_Goal of the exercise_.
Search the listing below for the string "iter" and copy every line where it occurs.

_Excerpted records_.
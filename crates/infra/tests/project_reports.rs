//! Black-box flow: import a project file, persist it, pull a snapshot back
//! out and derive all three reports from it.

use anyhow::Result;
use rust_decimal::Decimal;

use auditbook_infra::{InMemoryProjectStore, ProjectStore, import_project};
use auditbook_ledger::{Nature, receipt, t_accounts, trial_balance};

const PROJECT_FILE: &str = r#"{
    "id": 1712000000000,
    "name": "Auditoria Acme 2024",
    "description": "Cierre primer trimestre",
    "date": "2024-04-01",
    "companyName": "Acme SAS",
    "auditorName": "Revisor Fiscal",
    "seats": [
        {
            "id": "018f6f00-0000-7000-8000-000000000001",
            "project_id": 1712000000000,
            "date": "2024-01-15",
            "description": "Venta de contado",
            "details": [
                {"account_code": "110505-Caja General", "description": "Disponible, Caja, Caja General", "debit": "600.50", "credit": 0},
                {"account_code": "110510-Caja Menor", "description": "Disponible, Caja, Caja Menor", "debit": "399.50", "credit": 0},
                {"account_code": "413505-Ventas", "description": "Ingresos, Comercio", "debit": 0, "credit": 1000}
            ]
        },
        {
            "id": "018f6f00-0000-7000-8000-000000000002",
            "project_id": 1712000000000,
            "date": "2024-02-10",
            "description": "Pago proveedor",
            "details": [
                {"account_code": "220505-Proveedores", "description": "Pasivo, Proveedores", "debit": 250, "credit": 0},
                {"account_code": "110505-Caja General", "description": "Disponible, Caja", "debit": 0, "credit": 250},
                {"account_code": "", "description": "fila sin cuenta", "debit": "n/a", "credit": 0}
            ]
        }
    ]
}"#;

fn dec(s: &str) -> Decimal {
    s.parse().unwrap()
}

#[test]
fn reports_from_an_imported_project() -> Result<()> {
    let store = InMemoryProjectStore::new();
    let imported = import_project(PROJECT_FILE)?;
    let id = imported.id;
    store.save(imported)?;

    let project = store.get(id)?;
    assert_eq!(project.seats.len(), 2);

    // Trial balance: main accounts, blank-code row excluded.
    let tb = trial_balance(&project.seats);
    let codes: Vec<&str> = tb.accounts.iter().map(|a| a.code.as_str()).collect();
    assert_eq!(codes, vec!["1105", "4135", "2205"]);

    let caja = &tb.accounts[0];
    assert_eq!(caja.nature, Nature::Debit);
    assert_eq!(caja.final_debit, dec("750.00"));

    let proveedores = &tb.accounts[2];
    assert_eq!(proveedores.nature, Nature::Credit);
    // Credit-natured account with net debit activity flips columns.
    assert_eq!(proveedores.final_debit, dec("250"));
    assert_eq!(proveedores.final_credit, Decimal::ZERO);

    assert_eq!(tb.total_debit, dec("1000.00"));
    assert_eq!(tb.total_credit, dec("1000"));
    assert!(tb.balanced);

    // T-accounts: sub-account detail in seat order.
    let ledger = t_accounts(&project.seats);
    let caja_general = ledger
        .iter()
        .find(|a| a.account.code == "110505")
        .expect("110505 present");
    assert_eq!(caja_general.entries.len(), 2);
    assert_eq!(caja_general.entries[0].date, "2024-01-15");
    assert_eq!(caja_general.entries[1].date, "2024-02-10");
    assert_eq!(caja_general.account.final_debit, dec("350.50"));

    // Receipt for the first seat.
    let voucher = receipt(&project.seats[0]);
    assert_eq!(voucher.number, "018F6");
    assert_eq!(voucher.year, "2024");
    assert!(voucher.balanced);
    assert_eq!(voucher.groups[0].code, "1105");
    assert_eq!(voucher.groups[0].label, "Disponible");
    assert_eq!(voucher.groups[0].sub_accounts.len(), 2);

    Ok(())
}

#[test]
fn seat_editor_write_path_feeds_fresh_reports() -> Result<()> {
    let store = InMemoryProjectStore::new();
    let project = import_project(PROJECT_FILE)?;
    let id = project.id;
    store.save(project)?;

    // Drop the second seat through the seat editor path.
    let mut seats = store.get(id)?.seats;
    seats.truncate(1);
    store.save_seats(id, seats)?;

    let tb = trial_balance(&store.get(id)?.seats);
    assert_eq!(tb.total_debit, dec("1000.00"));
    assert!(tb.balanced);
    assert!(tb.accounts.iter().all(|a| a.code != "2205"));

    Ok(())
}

_Answer to this exercise_.
    let codes: Vec<&str> = tb.accounts.iter().map(|a| a.code.as_str()).collect();
        .iter()
    assert!(tb.accounts.iter().all(|a| a.code != "2205"));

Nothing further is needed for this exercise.